The Gold Pentagon

The interior angle of a regular pentagon is $108°$ , and by symmetry $BG = BJ = JF$ . Since a straight line is $180°$ , $\angle BGJ = \angle BJG = 180° - 108° = 72°$ , and by vertical angles $\angle BJF = 108°$ . Since the angle sum of a triangle is $180°$ , $\angle GBJ = 36°$ , and since $\triangle BJF$ is an isosceles triangle, $\angle JBF = \angle JFB = \frac{180° - 108°}{2} = 36°$ .
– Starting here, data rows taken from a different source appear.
fn job_snapshot(job: &JobDto) -> Option<JobSnapshot> {
    let name = job
        .job
        .as_ref()
        .and_then(|j| j.file.as_ref())
        .and_then(|f| f.display.clone().or_else(|| f.name.clone()));
    let progress = job.progress.as_ref().and_then(|p| p.completion);
    if name.is_none() && progress.is_none() {
        return None;
    }
    Some(JobSnapshot {
        name,
        progress,
        layer_current: None,
        layer_total: None,
        time_remaining: job
            .progress
            .as_ref()
            .and_then(|p| p.print_time_left)
            .and_then(|v| u64::try_from(v).ok()),
    })
}

/// Map raw state flags to the unified model. Total; an unreachable device
/// (`closedOrError`) forces `Offline` no matter what else is set.
pub(crate) fn map_octoprint_state(flags: &OctoFlags) -> UnifiedStatus {
    if flags.closed_or_error {
        return UnifiedStatus::Offline;
    }
    if flags.error {
        return UnifiedStatus::Error;
    }
    if flags.printing || flags.pausing || flags.cancelling {
        return UnifiedStatus::Printing;
    }
    if flags.paused {
        return UnifiedStatus::Paused;
    }
    if flags.operational || flags.ready {
        return UnifiedStatus::Online;
    }
    UnifiedStatus::Unknown
}

/// Flatten the recursive file tree into one sequence with composed paths.
fn flatten_entries(
    parent: Option<&str>,
    entries: Vec<FileEntryDto>,
    files: &mut Vec<FileDescriptor>,
) {
    for entry in entries {
        let path = entry.path.clone().unwrap_or_else(|| match parent {
            Some(parent) => format!("{}/{}", parent, entry.name),
            None => entry.name.clone(),
        });
        if entry.kind.eq_ignore_ascii_case("folder") {
            flatten_entries(Some(&path), entry.children, files);
        } else {
            files.push(FileDescriptor {
                name: entry.name,
                path,
                size: entry.size,
                origin: entry.origin.unwrap_or_else(|| "local".to_string()),
            });
        }
    }
}

fn map_http_error(error: reqwest::Error) -> ConnectionError {
    if error.is_timeout() {
        ConnectionError::Timeout(error.to_string())
    } else if error.is_connect() {
        ConnectionError::Unreachable(error.to_string())
    } else {
        ConnectionError::Protocol(error.to_string())
    }
}

fn check_auth(status: StatusCode) -> Result<(), ConnectionError> {
    if status == StatusCode::UNAUTHORIZED || status == StatusCode::FORBIDDEN {
        Err(ConnectionError::AuthRejected(format!(
            "device answered {status}"
        )))
    } else {
        Ok(())
    }
}

#[cfg(test)]
mod tests {
    use super::*;

    fn flags(values: &Value) -> OctoFlags {
        serde_json::from_value(values.clone()).unwrap()
    }

    #[test]
    fn mapping_is_total_over_flag_combinations() {
        // Every combination of the interesting flags maps without panicking.
        for bits in 0..32u32 {
            let f = OctoFlags {
                operational: bits & 1 != 0,
                printing: bits & 2 != 0,
                paused: bits & 4 != 0,
                error: bits & 8 != 0,
                closed_or_error: bits & 16 != 0,
                ..Default::default()
            };
            let _ = map_octoprint_state(&f);
        }
        assert_eq!(map_octoprint_state(&OctoFlags::default()), UnifiedStatus::Unknown);
    }

    #[test]
    fn closed_or_error_forces_offline() {
        let f = flags(&json!({
            "closedOrError": true,
            "error": true,
            "printing": true,
            "operational": true
        }));
        assert_eq!(map_octoprint_state(&f), UnifiedStatus::Offline);
    }

    #[test]
    fn error_beats_printing_beats_paused() {
        let both = flags(&json!({ "error": true, "printing": true }));
        assert_eq!(map_octoprint_state(&both), UnifiedStatus::Error);

        let printing = flags(&json!({ "printing": true, "paused": true }));
        assert_eq!(map_octoprint_state(&printing), UnifiedStatus::Printing);

        let paused = flags(&json!({ "paused": true, "operational": true }));
        assert_eq!(map_octoprint_state(&paused), UnifiedStatus::Paused);

        let idle = flags(&json!({ "operational": true }));
        assert_eq!(map_octoprint_state(&idle), UnifiedStatus::Online);
    }

    #[test]
    fn push_frames_update_the_status_channel() {
        let (tx, rx) = watch::channel(None);

        assert!(matches!(handle_frame("o", &tx), Frame::Open));
        assert!(matches!(handle_frame("h", &tx), Frame::Heartbeat));
        assert!(rx.borrow().is_none());

        let current = json!({
            "current": {
                "state": { "flags": { "printing": true, "operational": true } },
                "job": { "file": { "name": "benchy.gcode", "display": "Benchy" } },
                "progress": { "completion": 57.2, "printTimeLeft": 1200 },
                "temps": [
                    { "tool0": { "actual": 215.3, "target": 215.0 }, "bed": { "actual": 60.0, "target": 60.0 } }
                ]
            }
        });
        let frame = format!("a[{}]", serde_json::to_string(&current.to_string()).unwrap());
        assert!(matches!(handle_frame(&frame, &tx), Frame::Messages));

        let snapshot = rx.borrow().clone().unwrap();
        assert_eq!(snapshot.status, UnifiedStatus::Printing);
        assert_eq!(snapshot.temperatures.nozzle, Some(215.3));
        let job = snapshot.job.unwrap();
        assert_eq!(job.name.as_deref(), Some("Benchy"));
        assert_eq!(job.progress, Some(57.2));
        assert_eq!(job.time_remaining, Some(1200));

        assert!(matches!(handle_frame("c[3000,\"Go away!\"]", &tx), Frame::Closed));
    }

    #[test]
    fn file_tree_is_flattened_with_composed_paths() {
        let listing: FileListDto = serde_json::from_value(json!({
            "files": [
                { "name": "benchy.gcode", "type": "machinecode", "origin": "local", "size": 2048 },
                {
                    "name": "cases",
                    "type": "folder",
                    "children": [
                        { "name": "lid.gcode", "type": "machinecode", "path": "cases/lid.gcode", "origin": "local" },
                        {
                            "name": "inserts",
                            "type": "folder",
                            "children": [
                                { "name": "m3.gcode", "type": "machinecode", "origin": "sdcard" }
                            ]
                        }
                    ]
                }
            ]
        }))
        .unwrap();

        let mut files = Vec::new();
        flatten_entries(None, listing.files, &mut files);

        let paths: Vec<&str> = files.iter().map(|f| f.path.as_str()).collect();
        assert_eq!(paths, vec!["benchy.gcode", "cases/lid.gcode", "cases/inserts/m3.gcode"]);
        assert_eq!(files[2].origin, "sdcard");
        assert_eq!(files[0].size, Some(2048));
    }

    #[test]
    fn push_message_without_state_is_unknown() {
        let message = json!({ "current": { "progress": { "completion": 10.0 } } });
        let snapshot = snapshot_from_push(&message).unwrap();
        assert_eq!(snapshot.status, UnifiedStatus::Unknown);

        assert!(snapshot_from_push(&json!({ "plugin": {} })).is_none());
    }
}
Let $x$ be the side of the small regular pentagon, and let $1$ be the side of the big regular pentagon, so that $GJ = x$ and $BF = 1$ . Since $\angle FBG = \angle FGB$ , $\triangle FBG$ is an isosceles triangle and $BF = GF = 1$ . That means $JF = GF - GJ = 1 - x$ , and $BG = BJ = JF = 1 - x$

Since $\triangle FGB \sim \triangle BGJ$ by AA similarity, $\frac{1}{1 - x} = \frac{1 - x}{x}$ , and this solves to $x = \frac{3 - \sqrt{5}}{2}$ for $x < 1$ . The ratio of the sides of the small pentagon to the big pentagon is $\frac{x}{1} = \frac{3 - \sqrt{5}}{2}$ , and the ratio of the areas is the square of this, which is $x^2 = (\frac{3 - \sqrt{5}}{2})^2 = \frac{7 - 3\sqrt{5}}{2} \approx \boxed{0.145898034}$ .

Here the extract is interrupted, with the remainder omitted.